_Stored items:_
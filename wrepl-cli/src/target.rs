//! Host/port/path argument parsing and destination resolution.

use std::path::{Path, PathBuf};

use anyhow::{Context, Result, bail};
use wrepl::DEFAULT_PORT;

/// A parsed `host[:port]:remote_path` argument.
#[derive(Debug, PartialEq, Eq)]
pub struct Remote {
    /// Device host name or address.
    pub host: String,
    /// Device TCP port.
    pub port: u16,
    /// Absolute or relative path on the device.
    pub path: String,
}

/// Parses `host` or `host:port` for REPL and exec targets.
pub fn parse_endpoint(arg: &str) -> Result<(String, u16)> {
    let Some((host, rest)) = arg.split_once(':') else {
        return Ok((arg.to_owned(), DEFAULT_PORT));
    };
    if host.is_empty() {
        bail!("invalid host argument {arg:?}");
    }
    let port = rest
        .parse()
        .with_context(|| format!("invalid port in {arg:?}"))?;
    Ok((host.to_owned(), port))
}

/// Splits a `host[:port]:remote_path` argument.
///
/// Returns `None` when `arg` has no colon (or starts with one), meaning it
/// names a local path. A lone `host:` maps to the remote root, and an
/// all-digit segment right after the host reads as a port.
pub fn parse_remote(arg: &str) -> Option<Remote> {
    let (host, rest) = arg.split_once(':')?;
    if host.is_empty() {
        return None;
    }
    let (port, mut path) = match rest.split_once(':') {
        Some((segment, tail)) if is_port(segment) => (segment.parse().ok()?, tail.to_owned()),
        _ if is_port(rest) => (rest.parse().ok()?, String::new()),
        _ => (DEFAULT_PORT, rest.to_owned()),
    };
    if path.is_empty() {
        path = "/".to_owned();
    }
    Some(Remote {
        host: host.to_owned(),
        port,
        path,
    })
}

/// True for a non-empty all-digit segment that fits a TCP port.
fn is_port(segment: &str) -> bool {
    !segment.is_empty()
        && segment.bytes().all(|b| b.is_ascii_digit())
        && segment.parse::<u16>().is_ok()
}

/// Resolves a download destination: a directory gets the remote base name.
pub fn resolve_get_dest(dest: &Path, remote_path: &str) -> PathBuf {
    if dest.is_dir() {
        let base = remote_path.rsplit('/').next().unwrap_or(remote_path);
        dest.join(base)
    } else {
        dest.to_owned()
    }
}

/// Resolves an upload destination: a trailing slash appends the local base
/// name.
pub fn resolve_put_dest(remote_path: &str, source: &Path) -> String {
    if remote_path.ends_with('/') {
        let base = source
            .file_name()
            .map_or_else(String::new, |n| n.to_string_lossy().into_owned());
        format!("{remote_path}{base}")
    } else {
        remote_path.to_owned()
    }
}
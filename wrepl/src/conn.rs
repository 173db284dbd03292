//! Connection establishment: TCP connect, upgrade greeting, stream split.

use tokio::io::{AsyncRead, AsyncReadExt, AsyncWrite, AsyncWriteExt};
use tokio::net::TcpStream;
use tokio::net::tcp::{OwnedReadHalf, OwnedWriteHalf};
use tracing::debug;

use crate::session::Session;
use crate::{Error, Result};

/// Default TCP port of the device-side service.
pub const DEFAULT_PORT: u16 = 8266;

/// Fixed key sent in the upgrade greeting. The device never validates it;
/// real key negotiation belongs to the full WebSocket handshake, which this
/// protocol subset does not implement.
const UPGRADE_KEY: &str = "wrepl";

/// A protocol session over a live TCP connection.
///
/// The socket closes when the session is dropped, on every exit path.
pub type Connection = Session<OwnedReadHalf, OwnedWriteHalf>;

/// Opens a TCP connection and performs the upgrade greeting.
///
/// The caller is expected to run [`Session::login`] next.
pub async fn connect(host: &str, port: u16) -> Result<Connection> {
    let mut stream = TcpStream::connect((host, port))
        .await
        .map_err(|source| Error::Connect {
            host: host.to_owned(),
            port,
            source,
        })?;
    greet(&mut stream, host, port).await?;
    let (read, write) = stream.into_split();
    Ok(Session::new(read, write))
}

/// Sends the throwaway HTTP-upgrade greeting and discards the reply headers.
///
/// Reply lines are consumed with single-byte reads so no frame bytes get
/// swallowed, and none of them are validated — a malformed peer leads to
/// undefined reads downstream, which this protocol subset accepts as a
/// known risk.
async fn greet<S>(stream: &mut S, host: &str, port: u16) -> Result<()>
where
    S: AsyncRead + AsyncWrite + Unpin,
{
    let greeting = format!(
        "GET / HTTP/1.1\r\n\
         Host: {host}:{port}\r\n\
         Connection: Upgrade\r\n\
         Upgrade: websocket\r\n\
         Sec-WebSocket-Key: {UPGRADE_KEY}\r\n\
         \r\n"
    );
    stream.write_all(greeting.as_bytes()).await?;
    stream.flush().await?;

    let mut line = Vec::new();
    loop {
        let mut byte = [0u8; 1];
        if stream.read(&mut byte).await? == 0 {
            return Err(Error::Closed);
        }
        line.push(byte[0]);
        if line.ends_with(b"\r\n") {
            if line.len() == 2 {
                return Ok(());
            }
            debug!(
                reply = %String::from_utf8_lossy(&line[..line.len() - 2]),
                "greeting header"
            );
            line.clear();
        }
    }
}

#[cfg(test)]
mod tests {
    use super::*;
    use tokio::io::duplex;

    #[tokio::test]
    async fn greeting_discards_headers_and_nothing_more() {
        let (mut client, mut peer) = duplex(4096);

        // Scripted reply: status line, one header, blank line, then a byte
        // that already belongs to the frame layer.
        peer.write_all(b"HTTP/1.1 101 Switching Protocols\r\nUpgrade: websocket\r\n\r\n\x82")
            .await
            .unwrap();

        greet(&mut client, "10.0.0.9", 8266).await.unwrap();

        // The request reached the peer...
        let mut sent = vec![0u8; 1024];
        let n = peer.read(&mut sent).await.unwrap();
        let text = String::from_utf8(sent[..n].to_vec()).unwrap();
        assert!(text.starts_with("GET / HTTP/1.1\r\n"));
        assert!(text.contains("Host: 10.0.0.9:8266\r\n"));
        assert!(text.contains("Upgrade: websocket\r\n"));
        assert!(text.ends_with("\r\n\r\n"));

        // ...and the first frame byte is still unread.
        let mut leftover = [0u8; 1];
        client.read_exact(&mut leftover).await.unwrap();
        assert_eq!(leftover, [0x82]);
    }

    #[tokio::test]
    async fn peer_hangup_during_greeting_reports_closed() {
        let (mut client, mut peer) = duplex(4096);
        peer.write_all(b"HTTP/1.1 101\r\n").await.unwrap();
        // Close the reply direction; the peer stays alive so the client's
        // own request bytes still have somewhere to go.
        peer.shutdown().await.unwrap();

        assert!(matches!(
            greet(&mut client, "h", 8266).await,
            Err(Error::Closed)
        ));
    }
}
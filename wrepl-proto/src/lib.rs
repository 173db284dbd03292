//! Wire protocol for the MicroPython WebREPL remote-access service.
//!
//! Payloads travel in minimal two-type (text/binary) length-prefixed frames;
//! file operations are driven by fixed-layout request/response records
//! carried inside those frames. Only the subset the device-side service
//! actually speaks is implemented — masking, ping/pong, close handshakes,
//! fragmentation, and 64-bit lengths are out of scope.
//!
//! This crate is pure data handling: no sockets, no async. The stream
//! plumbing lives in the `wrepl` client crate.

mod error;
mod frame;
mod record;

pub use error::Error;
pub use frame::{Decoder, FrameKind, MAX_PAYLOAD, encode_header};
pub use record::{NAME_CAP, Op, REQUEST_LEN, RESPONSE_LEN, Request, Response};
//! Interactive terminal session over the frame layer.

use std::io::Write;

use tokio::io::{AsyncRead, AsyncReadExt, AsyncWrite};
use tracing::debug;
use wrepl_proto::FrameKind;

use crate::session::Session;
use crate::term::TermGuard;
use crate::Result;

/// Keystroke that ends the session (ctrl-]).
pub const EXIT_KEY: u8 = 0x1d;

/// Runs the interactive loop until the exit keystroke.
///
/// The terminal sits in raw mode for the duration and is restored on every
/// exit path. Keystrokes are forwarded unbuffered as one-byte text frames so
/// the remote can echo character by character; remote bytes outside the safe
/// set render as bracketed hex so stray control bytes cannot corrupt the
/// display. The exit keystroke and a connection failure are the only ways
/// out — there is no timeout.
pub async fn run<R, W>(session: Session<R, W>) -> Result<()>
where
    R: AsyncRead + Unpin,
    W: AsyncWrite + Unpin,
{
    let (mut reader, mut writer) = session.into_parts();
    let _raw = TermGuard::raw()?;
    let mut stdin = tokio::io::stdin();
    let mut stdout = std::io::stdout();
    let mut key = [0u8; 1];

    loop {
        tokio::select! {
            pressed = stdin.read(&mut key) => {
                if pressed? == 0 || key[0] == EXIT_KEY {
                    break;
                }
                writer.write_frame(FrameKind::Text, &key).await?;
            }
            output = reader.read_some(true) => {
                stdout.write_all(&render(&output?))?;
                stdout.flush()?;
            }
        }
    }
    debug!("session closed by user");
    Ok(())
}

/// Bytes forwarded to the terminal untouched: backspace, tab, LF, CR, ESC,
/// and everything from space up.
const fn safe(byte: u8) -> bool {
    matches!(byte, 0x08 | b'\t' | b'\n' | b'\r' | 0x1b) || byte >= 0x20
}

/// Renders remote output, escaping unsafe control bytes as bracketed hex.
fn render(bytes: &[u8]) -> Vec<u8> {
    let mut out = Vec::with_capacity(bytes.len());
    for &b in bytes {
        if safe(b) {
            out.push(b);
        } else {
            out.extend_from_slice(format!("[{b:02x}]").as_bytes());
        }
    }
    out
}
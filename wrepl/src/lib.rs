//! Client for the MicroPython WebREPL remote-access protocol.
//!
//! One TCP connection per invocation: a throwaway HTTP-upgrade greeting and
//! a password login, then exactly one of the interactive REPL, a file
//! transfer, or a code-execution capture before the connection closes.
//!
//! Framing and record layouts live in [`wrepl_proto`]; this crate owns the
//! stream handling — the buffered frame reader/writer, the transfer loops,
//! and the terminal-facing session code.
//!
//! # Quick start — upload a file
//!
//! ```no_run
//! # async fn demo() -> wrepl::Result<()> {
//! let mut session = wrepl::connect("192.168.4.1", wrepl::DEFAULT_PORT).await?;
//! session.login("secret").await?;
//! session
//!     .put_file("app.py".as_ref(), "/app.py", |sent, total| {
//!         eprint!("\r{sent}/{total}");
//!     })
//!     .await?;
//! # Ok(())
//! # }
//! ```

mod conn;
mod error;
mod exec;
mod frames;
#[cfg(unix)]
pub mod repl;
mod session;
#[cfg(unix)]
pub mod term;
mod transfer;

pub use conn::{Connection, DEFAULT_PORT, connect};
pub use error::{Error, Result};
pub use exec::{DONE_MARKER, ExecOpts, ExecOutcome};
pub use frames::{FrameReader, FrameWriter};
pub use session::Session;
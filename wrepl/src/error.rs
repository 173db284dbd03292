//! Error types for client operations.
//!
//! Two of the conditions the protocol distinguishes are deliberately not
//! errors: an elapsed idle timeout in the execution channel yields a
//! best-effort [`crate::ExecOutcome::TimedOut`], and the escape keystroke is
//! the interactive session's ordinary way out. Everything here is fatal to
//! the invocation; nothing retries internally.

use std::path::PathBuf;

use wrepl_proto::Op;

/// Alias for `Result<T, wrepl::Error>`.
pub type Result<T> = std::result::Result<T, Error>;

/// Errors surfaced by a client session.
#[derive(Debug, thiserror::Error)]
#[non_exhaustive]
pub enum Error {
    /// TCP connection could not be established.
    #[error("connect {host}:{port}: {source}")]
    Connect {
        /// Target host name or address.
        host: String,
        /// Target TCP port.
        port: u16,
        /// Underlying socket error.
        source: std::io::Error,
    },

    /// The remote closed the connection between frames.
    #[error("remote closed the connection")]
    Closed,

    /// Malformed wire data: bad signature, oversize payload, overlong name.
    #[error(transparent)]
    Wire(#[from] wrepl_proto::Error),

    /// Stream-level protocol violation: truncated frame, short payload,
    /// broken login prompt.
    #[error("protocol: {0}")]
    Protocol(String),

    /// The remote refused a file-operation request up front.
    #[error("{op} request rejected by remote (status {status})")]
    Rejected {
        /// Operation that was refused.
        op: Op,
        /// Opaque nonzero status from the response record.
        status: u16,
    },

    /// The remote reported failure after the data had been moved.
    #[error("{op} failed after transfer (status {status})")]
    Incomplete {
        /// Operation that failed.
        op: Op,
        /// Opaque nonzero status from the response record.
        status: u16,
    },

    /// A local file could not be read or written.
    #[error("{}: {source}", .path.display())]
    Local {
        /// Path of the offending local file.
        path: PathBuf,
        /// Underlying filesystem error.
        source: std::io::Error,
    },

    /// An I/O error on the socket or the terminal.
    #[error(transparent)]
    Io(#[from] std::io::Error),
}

_TASK DESCRIPTION:_ Tally the lines of the data that contain the word "control", and give only that tally.

_RESPONSE:_ 2